B. M. : Nous pouvons participer comme tous les citoyens aux débats, aux ZAD… et nous pouvons refuser d’aller construire dans ce quartier. Qu’est-ce qu’on peut faire d’autre ? Rien. Ce sont des décisions politiques prises bien avant que l’architecte arrive. Ceci dit, un architecte a participé à la composition du quartier quand même. Aujourd’hui, en arrivant sur un terrain, certains ne se posent pas la question de regarder la faune et la flore qui vivent là. En général, on démolit sans vraiment s’en rendre compte. Si un écologue passe pour dire « attention, il y a un petit papillon qui vit là », il n’est pas pris au sérieux.

Pensez-vous que les élus, notamment les maires, sont assez sensibilisés, ou préparés aux questions architecturales ? Peut-on se demander s’ils s’y intéressent réellement ?

B. M. : Nous avons une espèce de mythe en France sur la relation entre le roi et l’architecte, qui date de Louis XIV. Un côté monarchique persiste. Les élus sont encore dans ce mythe-là : le maire et l’architecte. J’ai fait une recherche comparative entre la France et l’Allemagne sur les outils d’urbanisme. En Franconie, il y avait une plus grande répartition des missions entre le politique et le technique. L’architecture relève du technique. Là-bas, l’élu ne rencontre pas l’architecte. Ce sont les techniciens qui décident les projets remportant les appels d’offres. Ils ont une approche beaucoup plus longue du territoire. Ainsi, ils sont plus à même de savoir ce qu’il faut pour la ville. En France, on ne s’en sort pas de cette histoire. Lorsqu’il y a un concours d’architecture, les techniciens analysent les projets, puis les présentent au maire en commission. Le maire peut être séduit par un projet à contrario des techniciens. Mais finalement, c’est le maire qui a le dernier mot. Ce n’est pas son rôle. Il faudrait qu’il arrête de décider. Un élu ne peut pas être formé à tout. C’est aux techniciens de donner leur feuille de route et de dire ce qu’ils souhaitent.

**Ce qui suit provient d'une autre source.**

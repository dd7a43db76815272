use std::{
    ops::{Deref, DerefMut},
    time::{Duration, Instant},
};

pub struct TimedResult<T> {
    pub res: T,
    pub elapsed: Duration,
}

impl<T> Deref for TimedResult<T> {
    type Target = T;

    fn deref(&self) -> &Self::Target {
        &self.res
    }
}

impl<T> DerefMut for TimedResult<T> {
    fn deref_mut(&mut self) -> &mut Self::Target {
        &mut self.res
    }
}

pub fn timed_scope<R, F: FnOnce() -> R>(f: F) -> TimedResult<R> {
    let begin = Instant::now();
    let res = f();

    let elapsed = begin.elapsed();

    TimedResult { res, elapsed }
}

pub fn timed_scope_log<R, F: FnOnce() -> R>(label: &'static str, f: F) -> TimedResult<R> {
    let time_res = timed_scope(f);
    log::log!(target: "scoped timer", log::Level::Info, "{}: {}", label, format_elapsed(time_res.elapsed));
    time_res
}

pub fn format_elapsed(elapsed: Duration) -> String {
    if elapsed < Duration::from_millis(1) {
        let micro = elapsed.as_secs_f32() * 1000. * 1000.;
        format!("{micro:.3}µs")
    } else if elapsed < Duration::from_secs(1) {
        let milli = elapsed.as_secs_f32() * 1000.;
        format!("{milli:.3}ms")
    } else if elapsed < Duration::from_secs(60) {
        let s = elapsed.as_secs_f32();
        format!("{s:.3}s")
    } else {
        // Minutes and more
        let elapsed_secs = elapsed.as_secs();
        let h = elapsed_secs / 3600;
        let m = (elapsed_secs / 60) % 60;
        let s = elapsed_secs % 60;
        format!("{h}h{m}m{s}s")
    }
}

Pensez-vous que le pouvoir décisionnel peut être plus partagé ?

B. M. : Pas beaucoup, je pense. Il y a des maires qui sont un peu moins autocrates ou plus dans le partage des idées, qui écoutent plus leurs services. Néanmoins, cela monte vite à la tête. Les maires aiment prendre la décision finale, effaçant de facto le mythe de l’architecte médiatique, vedette et impressionnant. Quand le maire choisit un architecte pour faire la Cité du vin, ou un autre bâtiment, il prend un architecte international puis lui laisse carte blanche pour réaliser son œuvre. Le revers de la médaille, c’est qu’à chaque fois qu’on critique quelque chose, l’architecte va dire qu’on l’empêche de faire son œuvre.

Aujourd’hui, il arrive que le maire et l’architecte n’aient pas forcément la même vision de l’aménagement urbain. Si l’élu a toujours le dernier mot, quels sont les droits de l’architecte ?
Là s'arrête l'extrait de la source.